The study of infectious disease has been transformed by next-generation sequencing (NGS) substantially increasing the knowledge of Salmonella epidemiology. The purpose of this study was to determine the epidemiology and genomic characteristics of S. enterica from environmental, animal, food and human sources in Zimbabwe using whole-genome sequencing (WGS). Ninety-seven clinical S. Typhi isolates from human infections (2012 to 2019) and 245 non typhoidal Salmonella (NTS) (2016 to 2020) recovered from chicken farms and clinical infections were analysed using NGS. This study identified S. Typhi 4.3.1.1 (H58) carrying an IncN (subtype PST3) plasmid as being prevalent in Zimbabwe. The strain exhibits reduced susceptibility to ciprofloxacin but has evolved to full resistance over 6 years from 2014 to 2019. The non-H58 strains (genotype 3.3.1) lacked any known AMR determinants. Whole-genome sequencing analysis identified Harare as the source of typhoid outbreaks in Zimbabwe, hence the introduction of typhoid vaccine in hotspot areas. The topology of the global phylogeny of H58 strains suggests that Kenya is the most likely origin of strains now prevalent in Zimbabwe, with onward spread through Tanzania and Malawi. This is reiterated in multiple reports from other researchers postulating that H58 strains spread through East African countries.

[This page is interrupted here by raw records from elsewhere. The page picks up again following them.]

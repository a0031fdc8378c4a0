//! 事件队列
//!
//! 按触发时间升序保存待执行事件, 相同时间按插入顺序 (稳定排序)。

use std::collections::VecDeque;

use crate::event::{ScheduledEvent, SimEvent};
use crate::{ExecutorError, Result};

/// 事件队列
#[derive(Default)]
pub struct EventSchedule {
    events: VecDeque<ScheduledEvent>,
}

impl EventSchedule {
    pub fn new() -> Self {
        Self::default()
    }

    /// 插入事件并保持有序
    pub fn add(&mut self, time: f64, description: &str, action: Box<dyn SimEvent>) -> Result<()> {
        let event = ScheduledEvent::new(time, description, action)?;
        self.insert(event);
        Ok(())
    }

    /// 插入已构造的事件
    pub fn insert(&mut self, event: ScheduledEvent) {
        // 插到所有 due_time <= t 的事件之后, 相同时间保持插入顺序
        let index = self
            .events
            .partition_point(|e| e.due_time() <= event.due_time());
        self.events.insert(index, event);
    }

    /// 最早事件的触发时间
    pub fn peek_next_time(&self) -> Result<f64> {
        self.events
            .front()
            .map(ScheduledEvent::due_time)
            .ok_or(ExecutorError::EmptySchedule)
    }

    /// 移除并返回最早事件
    pub fn pop_next(&mut self) -> Result<ScheduledEvent> {
        self.events.pop_front().ok_or(ExecutorError::EmptySchedule)
    }

    pub fn count(&self) -> usize {
        self.events.len()
    }

    pub fn is_empty(&self) -> bool {
        self.events.is_empty()
    }

    pub fn clear(&mut self) {
        self.events.clear();
    }

    /// 按顺序列出待执行事件 (时间, 描述)
    pub fn pending(&self) -> Vec<(f64, String)> {
        self.events
            .iter()
            .map(|e| (e.due_time(), e.description().to_string()))
            .collect()
    }
}

impl std::fmt::Debug for EventSchedule {
    fn fmt(&self, f: &mut std::fmt::Formatter<'_>) -> std::fmt::Result {
        f.debug_struct("EventSchedule")
            .field("pending", &self.pending())
            .finish()
    }
}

The population structure of the 245 NTS isolates showed a total of 45 different serovars with S. Enteritidis (42/245, 17%) and S. Kentucky (37/245, 15%) as the most prevalent serovars. In-depth analysis of the S. Kentucky serovars showed that the majority of isolates from both poultry and clinical samples harboured the following antimicrobial resistance genes: blaCTX-M-14.1 (89.2%) and fosA3 (89.2%) as well as genetic mutation in the gyrA and parC genes (97.3%). These isolates belonged to sequence type (ST) 198, an epidemic clone. The close genetic relationship and population structure of the human clinical and poultry isolates of ST198 in Zimbabwe confirmed that poultry is an important source of clinical infection in Zimbabwe. The high prevalence of antibiotic-resistant Salmonella serovars amongst both clinical and poultry samples, underscores the necessity for evidence-based control strategies and treatment guidelines in Zimbabwe. This study is the first of its kind and aimed to characterise both typhoid and NTS in Zimbabwe.

WGS analysis provided detailed evidence on the genetic mobile elements causing AMR, prevalent strain types, possible transmission routes and genetic relatedness of Zimbabwean isolates to other global strains.